Because we’ve had such a small number of cases, we’ve been able to do genomic sequencing on most of them, including all the cases from the original outbreak. As well as being super awesome just by itself (right?), it’s also been really useful in seeing how all the clusters from the original outbreak fit together, and equally useful now at tracing infections. The maintenance worker’s case was sequenced and compared to the genomic sequences already held for the people who’d been in quarantine, and matched to one of those cases. The maintenance worker turned out to have never had any personal interaction with that person, so we then used CCTV footage and swipe card data to see where their paths had crossed.
It turned out that the two people had used the same lift [elevator], not together, but the maintenance worker closely in time after the infected person. It’s therefore hypothesised that the infection was passed via the lift button.
This is such a tricky virus. The lift button! Had the maintenance worker washed his hands just afterwards, the chances are that transmission would have been prevented.
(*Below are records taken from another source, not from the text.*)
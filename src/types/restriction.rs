//! Range and length restriction algebra
//!
//! Restrictions are sets of closed intervals over a linearly-ordered
//! domain: integers, decimal64 scaled integers, or string/binary lengths.
//! All three share one representation over `i128`, which covers the full
//! `u64` and scaled-decimal domains.
//!
//! Interval endpoints must be strictly ascending across parts
//! (`lo` of a part must exceed `hi` of the previous part); consecutive
//! disjoint intervals are kept as-is, never coalesced.

use crate::error::{Error, Result, ValidationError};
use std::fmt;

/// One closed interval `[lo, hi]`
#[derive(Debug, Clone, Copy, PartialEq, Eq)]
pub struct Interval {
    /// Lower endpoint, inclusive
    pub lo: i128,
    /// Upper endpoint, inclusive
    pub hi: i128,
}

/// A sorted, disjoint set of closed intervals
#[derive(Debug, Clone, PartialEq, Eq)]
pub struct IntervalSet {
    intervals: Vec<Interval>,
}

/// The value domain a restriction expression is parsed in
#[derive(Debug, Clone, Copy, PartialEq, Eq)]
pub enum RangeKind {
    /// Integer ranges: optional sign, decimal digits
    Integer,
    /// Decimal64 ranges, scaled to the type's fraction-digits
    Decimal64 {
        /// Fraction digits of the target type, 1..=18
        fraction_digits: u8,
    },
    /// Length ranges over Unicode scalar counts: unsigned digits
    Length,
}

impl IntervalSet {
    /// The un-restricted set: a single interval over the natural bounds
    pub fn full(lo: i128, hi: i128) -> Self {
        Self {
            intervals: vec![Interval { lo, hi }],
        }
    }

    /// The intervals, in ascending order
    pub fn intervals(&self) -> &[Interval] {
        &self.intervals
    }

    /// Effective bounds: the lowest `lo` and the highest `hi`
    pub fn bounds(&self) -> (i128, i128) {
        let lo = self.intervals.first().map(|i| i.lo).unwrap_or(0);
        let hi = self.intervals.last().map(|i| i.hi).unwrap_or(0);
        (lo, hi)
    }

    /// Whether a value falls inside some interval
    pub fn contains(&self, value: i128) -> bool {
        self.intervals
            .iter()
            .any(|i| i.lo <= value && value <= i.hi)
    }

    /// Whether every interval of `self` is fully contained in some
    /// interval of `parent`
    pub fn is_subset_of(&self, parent: &IntervalSet) -> bool {
        self.intervals.iter().all(|interval| {
            parent
                .intervals
                .iter()
                .any(|p| p.lo <= interval.lo && interval.hi <= p.hi)
        })
    }
}

impl fmt::Display for IntervalSet {
    fn fmt(&self, f: &mut fmt::Formatter<'_>) -> fmt::Result {
        for (idx, interval) in self.intervals.iter().enumerate() {
            if idx > 0 {
                write!(f, " | ")?;
            }
            if interval.lo == interval.hi {
                write!(f, "{}", interval.lo)?;
            } else {
                write!(f, "{} .. {}", interval.lo, interval.hi)?;
            }
        }
        Ok(())
    }
}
So we all need to keep doing that stuff even though infection chances through casual contact are low.
And this example also shows how much trouble we are able to go to in New Zealand, because of our small number of cases, to track them down, learning a lot about the virus as we go. Despite that, however, we can’t yet nail down how the current cluster started. But it’s certainly not for want of trying.
First of all, we sequenced the earliest cases in the cluster. Sequencing showed it was highly unlikely to have been somehow left over from our original outbreak: the sequence found was rare in New Zealand then but common overseas, meaning the overwhelming likelihood is that it’s related somehow to a returning New Zealander bringing it in over the border. We tested everyone with border jobs – frontline airport staff, drivers, airline crew – but couldn’t find a match. We compared the genomic sequences to those of all the quarantine cases – no match.
Then we turned our focus further outwards. One of the initial cases worked at Americold, and there was some concern that the virus had come in, preserved by the cold, on Americold’s freight, especially as there’s been an Americold-linked outbreak in Melbourne. So as well as testing the staff at Americold, we found all the contractors who had visited Americold and tested them, and also tested all the staff at the port where Americold’s containers come in. We even did tons of surfaces testing at Americold and compared the genomic sequences with the ones from the Melbourne outbreak. Nothing.
So although we've learned some things, like that surface transmission over more than a short period of time is unlikely to happen, we’re still stumped as to exactly where this outbreak has come from. See above re tricky virus. But is all this awesomely sciency or what?
I still haven’t got to why we’re going in this direction, but this is way too long as it is, so again, that’s for another post.